Todos, ficamos realmente assustados. Pela primeira vez, tomávamos conhecimento do que poderia ser um regime férreo.

Exatamente no dia 8 de julho, no período da tarde, Claudio nos contou que seu pai finalmente, apareceu em casa. Sujo,  barbudo, mancando da perna direita, com vários ferimentos contusos, hematomas, revoltado, mas ao mesmo tempo extremamente feliz.

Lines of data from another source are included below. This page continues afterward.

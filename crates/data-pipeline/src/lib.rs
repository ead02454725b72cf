#![deny(warnings)]

//! Analytics over settlement history: chart series, staff split and export.

use anyhow::{Context, Result};
use rust_decimal::Decimal;
use serde::{Deserialize, Serialize};
use sim_core::{quarter_label, GameState, SettlementRecord, Visibility};
use std::io::Write;
use tracing::debug;

/// One chart point per settled quarter.
#[derive(Clone, Debug, PartialEq, Serialize)]
pub struct SeriesPoint {
    pub quarter: u32,
    pub label: String,
    pub cash: Decimal,
    pub net_income: Decimal,
    pub revenue: Decimal,
}

/// Chronological series from history in any order. Hidden records are skipped.
pub fn chart_series(history: &[SettlementRecord]) -> Vec<SeriesPoint> {
    let mut points: Vec<SeriesPoint> = history
        .iter()
        .filter(|r| r.visibility == Visibility::Visible)
        .map(|r| SeriesPoint {
            quarter: r.quarter,
            label: quarter_label(r.quarter),
            cash: r.cash,
            net_income: r.net_income,
            revenue: r.revenue,
        })
        .collect();
    points.sort_by_key(|p| p.quarter);
    points
}

/// Engineers versus sales staff, as counts and shares.
#[derive(Clone, Debug, PartialEq, Serialize, Deserialize)]
pub struct StaffSplit {
    pub engineers: u32,
    pub sales_staff: u32,
    pub engineer_share: f64,
}

pub fn staff_split(state: &GameState) -> StaffSplit {
    let total = state.headcount();
    let engineer_share = if total == 0 {
        0.0
    } else {
        f64::from(state.engineers) / f64::from(total)
    };
    StaffSplit {
        engineers: state.engineers,
        sales_staff: state.sales_staff,
        engineer_share,
    }
}

/// Sum of net income over visible records.
pub fn cumulative_profit(history: &[SettlementRecord]) -> Decimal {
    history
        .iter()
        .filter(|r| r.visibility == Visibility::Visible)
        .map(|r| r.net_income)
        .sum()
}

/// Best and worst quarter by net income.
pub fn extremes(history: &[SettlementRecord]) -> Option<(SeriesPoint, SeriesPoint)> {
    let series = chart_series(history);
    let best = series.iter().max_by_key(|p| p.net_income)?.clone();
    let worst = series.iter().min_by_key(|p| p.net_income)?.clone();
    Some((best, worst))
}

/// Write the chronological series as JSON lines.
pub fn export_jsonl<W: Write>(history: &[SettlementRecord], mut out: W) -> Result<usize> {
    let series = chart_series(history);
    for p in &series {
        serde_json::to_writer(&mut out, p).context("serializing series point")?;
        out.write_all(b"\n").context("writing export")?;
    }
    out.flush().context("flushing export")?;
    debug!(rows = series.len(), "exported history");
    Ok(series.len())
}

#[cfg(test)]
mod tests {
    use super::*;
    use proptest::prelude::*;

    fn rec(quarter: u32, net: i64, cash: i64) -> SettlementRecord {
        SettlementRecord {
            quarter,
            revenue: Decimal::new(80_000, 0),
            net_income: Decimal::new(net, 0),
            cash: Decimal::new(cash, 0),
            visibility: Visibility::Visible,
        }
    }

    #[test]
    fn series_is_chronological_and_skips_hidden() {
        let mut hidden = rec(3, 1, 1);
        hidden.visibility = Visibility::Deleted;
        let newest_first = vec![rec(5, 10, 130), rec(4, -5, 120), hidden, rec(2, 20, 125)];
        let s = chart_series(&newest_first);
        let qs: Vec<u32> = s.iter().map(|p| p.quarter).collect();
        assert_eq!(qs, vec![2, 4, 5]);
        assert_eq!(s[0].label, "Year 1 Q2");
        assert_eq!(cumulative_profit(&newest_first), Decimal::new(25, 0));
    }

    #[test]
    fn split_handles_empty_office() {
        let empty = GameState {
            cash: Decimal::ONE,
            current_quarter: 1,
            engineers: 0,
            sales_staff: 0,
        };
        assert_eq!(staff_split(&empty).engineer_share, 0.0);
        let s = staff_split(&GameState {
            engineers: 3,
            sales_staff: 1,
            ..empty
        });
        assert_eq!(s.engineer_share, 0.75);
    }

    #[test]
    fn extremes_pick_best_and_worst() {
        let h = vec![rec(2, 10, 0), rec(3, -40, 0), rec(4, 25, 0)];
        let (best, worst) = extremes(&h).unwrap();
        assert_eq!(best.quarter, 4);
        assert_eq!(worst.quarter, 3);
        assert!(extremes(&[]).is_none());
    }

    #[test]
    fn export_writes_one_line_per_quarter() {
        let mut buf = Vec::new();
        let n = export_jsonl(&[rec(3, 5, 10), rec(2, 5, 5)], &mut buf).unwrap();
        assert_eq!(n, 2);
        let text = String::from_utf8(buf).unwrap();
        let lines: Vec<&str> = text.lines().collect();
        assert_eq!(lines.len(), 2);
        let first: serde_json::Value = serde_json::from_str(lines[0]).unwrap();
        assert_eq!(first["quarter"], 2);
        assert_eq!(first["label"], "Year 1 Q2");
    }

    proptest! {
        #[test]
        fn series_keeps_every_visible_record(qs in proptest::collection::vec(1u32..100, 0..20)) {
            let h: Vec<SettlementRecord> = qs.iter().map(|&q| rec(q, 1, 1)).collect();
            let s = chart_series(&h);
            prop_assert_eq!(s.len(), h.len());
            prop_assert!(s.windows(2).all(|w| w[0].quarter <= w[1].quarter));
        }
    }
}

-Um dia antes de me prenderem -    contou-lhes o pai -  dei carona para um rapaz, que apressado, me abordou em um semáforo da avenida São João, perguntando se eu ia em direção ao largo Sta Cecilia, pois sua mulher havia sido levada às pressas para o hospital. Pedi que subisse no carro, e após dez minutos, o deixava na porta do Hospital. Praticamente não conversamos. Reparei apenas que tinha o rosto redondo e era baixo de estatura. Um transeunte próximo, viu a agitação do rapaz ao me abordar e anotou o número da placa do meu carro, pensando que ele estivesse me sequestrando e, comunicou à polícia. A polícia, que procurava por um terrorista, naquela área, julgou que eu o havia recolhido e fosse cúmplice. Após localizar o endereço de meu carro, veio buscar-me. Levaram-me para o DEOPS e lá permaneci até hoje, incomunicável. Não acreditavam quando lhes dizia, que apenas havia dado carona para o rapaz, que não o conhecia. Eram quatro a me investigar todos os dias e diziam que era melhor eu confessar logo, se não iria sofrer muito. Bateram-me, me fizeram passar sede e fome, analisaram detalhadamente toda minha vida. Até que afinal conseguiram comprovar a verdade que referi. No final, pediram-se desculpas e me contaram que eu havia dado carona, para um dos mais procurados bandidos, o Marquito, com cognome de Pedrinho, que graças a mim, conseguira mais uma vez escafeder-se. Ele era parceiro do tal de Marighella, baiano, que havia sido deputado federal pelo partido comunista e que agora era considerado o inimigo público número 1.


Meu pai contou muitos outros detalhes de sua estadia sofrida, nas dependências do DEOPS, e pensativo concluía, que desta vez, se não tivesse conseguido provar que não era elefante, teria certamente perdido a parada.